Ser del Valencia, estar a 6000 kilómetros y vivir confinado

Nuestro amigo Andrés Martín vive una situación casi imposible de explicar, pero se aferra a su valencianismo desde la otra punta del mundo

Redactor Jefe | 15 ABR. 2020 | 08:30
Mestalla

Nací en Valencia, reserva del 69, crecí en la calle Micer Mascó, muy cerquita de lo que por aquel entonces se llamaba Luis Casanova y ahora Mestalla. El domingo que el Valencia jugaba en casa era día especial, día grande. Desde bien pronto se empezaban a montar los puestos. Algunos vendían “productos oficiales” de la época, otros se encargaban de los bocadillos y bebidas y otros de las pipas, altramuces y regaliz de palo. Por la mañana no se veían demasiados aficionados, si acaso alguno del equipo contrario, buscando alguna entrada vendida por los reventas que por allí merodeaban. Pero ya después de comer era cuando empezaba el espectáculo. Postrado en el balcón veía la algarabía de la gente al ir al campo, banderas y bufandas daban color a la procesión que iba ilusionada a ver a su Valencia. Ríos de gente desembocaban en la Avenida de Suecia. El bar Ciudad Real ya existía por aquel entonces.

Dada la proximidad con el campo, muchas veces te imaginabas el partido según escuchabas el rugir de la “la marabunta”. Era oír gol desde el estadio y saltar como un resorte buscando a mi padre que estaba escuchando la radio, para que me confirmase y dijese el goleador. Cuando no oías nada, es que la cosa no pintaba bien y cuando oías muchos pitidos o el famoso burro, burro es que nos habían birlado algún clamoroso penalti. La primera vez que entré en el campo, fue con Damián, era esa época que aún los niños entrábamos gratis cuando ibas con un adulto. Lo recuerdo como si fuese ayer, subimos por la torre circular norte, Damián tenía y aún tiene el pase en anfiteatro. Entrar fue como un sueño, ojiplático, no podía articular palabra. Era más grande de lo que había imaginado. Llegamos a nuestra fila. Yo me senté en la escalera, donde nos sentábamos los” sin entrada”, bien formal, ya que iba de gorra, que no se notase.
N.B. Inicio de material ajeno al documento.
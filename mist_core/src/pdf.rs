//! # PDF Generation Module
//!
//! Renders a material [`Report`] to PDF using Typst.
//!
//! ## Architecture
//!
//! - [`DocumentRenderer`] is the seam: report in, document bytes out
//! - [`TypstRenderer`] builds Typst source from the report tables and compiles
//!   it in-process against fonts bundled by `typst-assets`
//! - Output is raw PDF bytes (`Vec<u8>`)
//!
//! ## Example
//!
//! ```rust,no_run
//! use mist_core::loader::load_file;
//! use mist_core::pdf::{DocumentRenderer, TypstRenderer};
//! use mist_core::report::{build_report, ReportSection};
//! use std::path::Path;
//!
//! let material = load_file(Path::new("SS316L.json")).unwrap();
//! let report = build_report(&material, &[ReportSection::Properties]);
//! let pdf_bytes = TypstRenderer::default().render(&report).unwrap();
//! std::fs::write("SS316L.pdf", pdf_bytes).unwrap();
//! ```

use chrono::Utc;
use once_cell::sync::Lazy;
use typst::diag::{FileError, FileResult};
use typst::foundations::{Bytes, Datetime};
use typst::syntax::{FileId, Source};
use typst::text::{Font, FontBook};
use typst::utils::LazyHash;
use typst::{Library, LibraryExt, World};
use typst_pdf::PdfOptions;

use crate::errors::{MistError, MistResult};
use crate::report::{format_value, CellValue, Report, MISSING};

/// Turns a report into a binary document.
pub trait DocumentRenderer {
    fn render(&self, report: &Report) -> MistResult<Vec<u8>>;
}

// ============================================================================
// Typst World Implementation
// ============================================================================

/// Fonts bundled with typst-assets, parsed once per process
static FONTS: Lazy<Vec<Font>> = Lazy::new(|| {
    typst_assets::fonts()
        .flat_map(|font_bytes| Font::iter(Bytes::new(font_bytes.to_vec())))
        .collect()
});

/// A minimal Typst world for compiling documents without external files.
struct PdfWorld {
    main: Source,
    book: LazyHash<FontBook>,
    library: LazyHash<Library>,
}

impl PdfWorld {
    fn new(source: String) -> Self {
        PdfWorld {
            main: Source::detached(source),
            book: LazyHash::new(FontBook::from_fonts(FONTS.iter())),
            library: LazyHash::new(Library::default()),
        }
    }
}

impl World for PdfWorld {
    fn library(&self) -> &LazyHash<Library> {
        &self.library
    }

    fn book(&self) -> &LazyHash<FontBook> {
        &self.book
    }

    fn main(&self) -> FileId {
        self.main.id()
    }

    fn source(&self, id: FileId) -> FileResult<Source> {
        if id == self.main.id() {
            Ok(self.main.clone())
        } else {
            Err(FileError::NotFound(id.vpath().as_rootless_path().into()))
        }
    }

    fn file(&self, id: FileId) -> FileResult<Bytes> {
        Err(FileError::NotFound(id.vpath().as_rootless_path().into()))
    }

    fn font(&self, index: usize) -> Option<Font> {
        FONTS.get(index).cloned()
    }

    fn today(&self, _offset: Option<i64>) -> Option<Datetime> {
        let now = Utc::now();
        Datetime::from_ymd(
            now.format("%Y").to_string().parse().ok()?,
            now.format("%m").to_string().parse().ok()?,
            now.format("%d").to_string().parse().ok()?,
        )
    }
}

// ============================================================================
// Typst Source
// ============================================================================

const PAGE_SETUP: &str = r##"
#set page(
  paper: "us-letter",
  margin: (top: 1in, bottom: 1in, left: 1in, right: 1in),
  footer: context [
    #line(length: 100%, stroke: 0.5pt + gray)
    #v(4pt)
    #grid(
      columns: (1fr, 1fr),
      align(left)[#text(size: 9pt)[Page #counter(page).display()]],
      align(right)[#text(size: 9pt)[{{DATE}}]],
    )
  ]
)

#set text(size: 11pt)
"##;

/// Renders reports through an in-process Typst compiler.
#[derive(Debug, Clone, Default)]
pub struct TypstRenderer;

impl TypstRenderer {
    /// Typst source for `report`
    pub fn source(&self, report: &Report) -> String {
        let mut source = PAGE_SETUP.replace("{{DATE}}", &Utc::now().format("%Y-%m-%d").to_string());

        source.push_str(&format!(
            "\n= Material Properties: {}\n\n",
            escape_typst(&report.material_name)
        ));

        for table in &report.tables {
            source.push_str(&format!("== {}\n\n", escape_typst(&table.heading)));
            source.push_str(
                "#table(\n  columns: (1fr, auto, auto, auto),\n  inset: 6pt,\n  stroke: 0.5pt,\n  align: (left, right, left, center),\n",
            );
            source.push_str(&format!(
                "  table.header([*{}*], [*{}*], [*Units*], [*Data Source*]),\n",
                escape_typst(&table.label_header),
                escape_typst(&table.value_header)
            ));
            for row in &table.rows {
                source.push_str(&format!(
                    "  [{}], [{}], [{}], [{}],\n",
                    escape_typst(&row.label),
                    typst_value(&row.value),
                    row.unit.as_deref().map(escape_typst).unwrap_or_else(|| escape_typst(MISSING)),
                    escape_typst(&row.citation_text())
                ));
            }
            source.push_str(")\n\n");
        }

        source.push_str(&format!("== Notes\n\n{}\n\n", escape_typst(&report.notes)));

        source.push_str("== References\n\n");
        for (number, reference) in report.references.iter() {
            source.push_str(&format!("\\[{}\\] {}\n\n", number, escape_typst(reference)));
        }

        source
    }
}

impl DocumentRenderer for TypstRenderer {
    fn render(&self, report: &Report) -> MistResult<Vec<u8>> {
        let world = PdfWorld::new(self.source(report));
        let warned = typst::compile(&world);

        let document = warned.output.map_err(|errors| {
            let error_msgs: Vec<String> = errors.iter().map(|e| e.message.to_string()).collect();
            MistError::RenderFailed {
                message: format!("Typst compilation failed: {}", error_msgs.join("; ")),
            }
        })?;

        typst_pdf::pdf(&document, &PdfOptions::default()).map_err(|errors| {
            let error_msgs: Vec<String> = errors.iter().map(|e| e.message.to_string()).collect();
            MistError::RenderFailed {
                message: format!("PDF rendering failed: {}", error_msgs.join("; ")),
            }
        })
    }
}

/// Polynomial terms as markup: `600 + 0.05 _T_ + 2.5 _T_#super[2]`
fn typst_value(value: &CellValue) -> String {
    match value {
        CellValue::Missing => escape_typst(MISSING),
        CellValue::Number(number) => escape_typst(&format_value(*number)),
        CellValue::Polynomial { terms, symbol } => {
            let symbol = escape_typst(symbol);
            terms
                .iter()
                .map(|term| {
                    let coefficient = escape_typst(&format_value(term.coefficient));
                    match term.exponent {
                        0 => coefficient,
                        1 => format!("{} _{}_", coefficient, symbol),
                        exponent => format!("{} _{}_#super[{}]", coefficient, symbol, exponent),
                    }
                })
                .collect::<Vec<_>>()
                .join(" + ")
        }
    }
}

/// Escape special Typst characters in user-provided text
fn escape_typst(s: &str) -> String {
    s.chars()
        .map(|c| match c {
            '*' => "\\*".to_string(),
            '_' => "\\_".to_string(),
            '#' => "\\#".to_string(),
            '$' => "\\$".to_string(),
            '@' => "\\@".to_string(),
            '<' => "\\<".to_string(),
            '>' => "\\>".to_string(),
            '[' => "\\[".to_string(),
            ']' => "\\]".to_string(),
            '^' => "\\^".to_string(),
            '-' => "\\-".to_string(),
            '\\' => "\\\\".to_string(),
            '`' => "\\`".to_string(),
            _ => c.to_string(),
        })
        .collect()
}

#[cfg(test)]
mod tests {
    use super::*;
    use crate::material::MaterialBuilder;
    use crate::property::Property;
    use crate::report::{build_report, ReportSection};
    use crate::schema::ThermophysicalProperty;

    fn sample_report() -> Report {
        let material = MaterialBuilder::new("SS316L", "Notes_with_underscores")
            .property(
                ThermophysicalProperty::Density,
                Property::scalar("density", 7955.0)
                    .with_unit("kg/m^3")
                    .with_reference("C.S. Kim, 1975."),
            )
            .property(
                ThermophysicalProperty::SpecificHeatSolid,
                Property::laurent("specific_heat_solid", vec![(600.0, 0), (0.05, 1)]),
            )
            .build();
        build_report(&material, &[ReportSection::Properties])
    }

    #[test]
    fn test_escape_typst() {
        assert_eq!(escape_typst("kg/m^3"), "kg/m\\^3");
        assert_eq!(escape_typst("#1 *bold*"), "\\#1 \\*bold\\*");
        assert_eq!(escape_typst("[1]"), "\\[1\\]");
    }

    #[test]
    fn test_typst_source_contains_tables() {
        let source = TypstRenderer.source(&sample_report());
        assert!(source.contains("= Material Properties: SS316L"));
        assert!(source.contains("== Thermophysical Properties"));
        assert!(source.contains("[density], [7955], [kg/m\\^3], [\\[1\\]],"));
        assert!(source.contains("[600 + 0.05 _x_]"));
        assert!(source.contains("Notes\\_with\\_underscores"));
        assert!(source.contains("\\[1\\] C.S. Kim, 1975."));
    }

    #[test]
    fn test_pdf_generation() {
        let pdf = TypstRenderer.render(&sample_report());
        assert!(pdf.is_ok(), "PDF generation failed: {:?}", pdf.err());

        let pdf_bytes = pdf.unwrap();
        assert!(pdf_bytes.starts_with(b"%PDF"), "Output is not a valid PDF");
        assert!(pdf_bytes.len() > 1000, "PDF seems too small");
    }
}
Afortunadamente pude ir un par de años con mi padrino futbolístico… De esa primera época recuerdo las revistas que daban al entrar, el marcador simultáneo difícil de descifrar, los cohetes que se tiraban cuando marcaba el Valencia, las sillas de madera y mimbre, los chicles Cheiw, los caramelos Pictolín y el turrón de Viena Meivel. Algo de fútbol recuerdo, pero no mucho. Mi primer pase lo tuve con 10 años, recuerdo las oficinas del VCF en la Avenida de Aragón. Los pases eran de cartón, los porteros te arrancaban una pestañita con el numero de partido y para adentro. Fue la época de Kempes, consagrado tras su éxito en Argentina 78, bien acompañado por jugadores como Sempere, Arias o Subirats. Las dos copas ganadas en Europa fueron mis dos primeros títulos como abonado.

A pesar de que vimos las orejas al lobo y de que Tendillo nos libró en el último suspiro de bajar, con aquel gol histórico frente al Real Madrid, no aprendimos y caímos al pozo de la segunda categoría 3 años después. Para mí fue un palo duro, de los grandes. Gracias a Dios, el paso por el infierno duró poco y solo fue un año. Vaya paseo nos dimos esa temporada. Campo lleno y disfrutando a tope. El día que se consumó el ascenso invasión de campo. Y ahí estaba yo, sobre el césped. En estos días duros por la pandemia que nos azota, las televisiones programaban partidos importantes de la historia del Valencia, me han venido a la mente esos primeros años como aficionado, en los que el valencianismo me entró a chorro para siempre. AMUNT.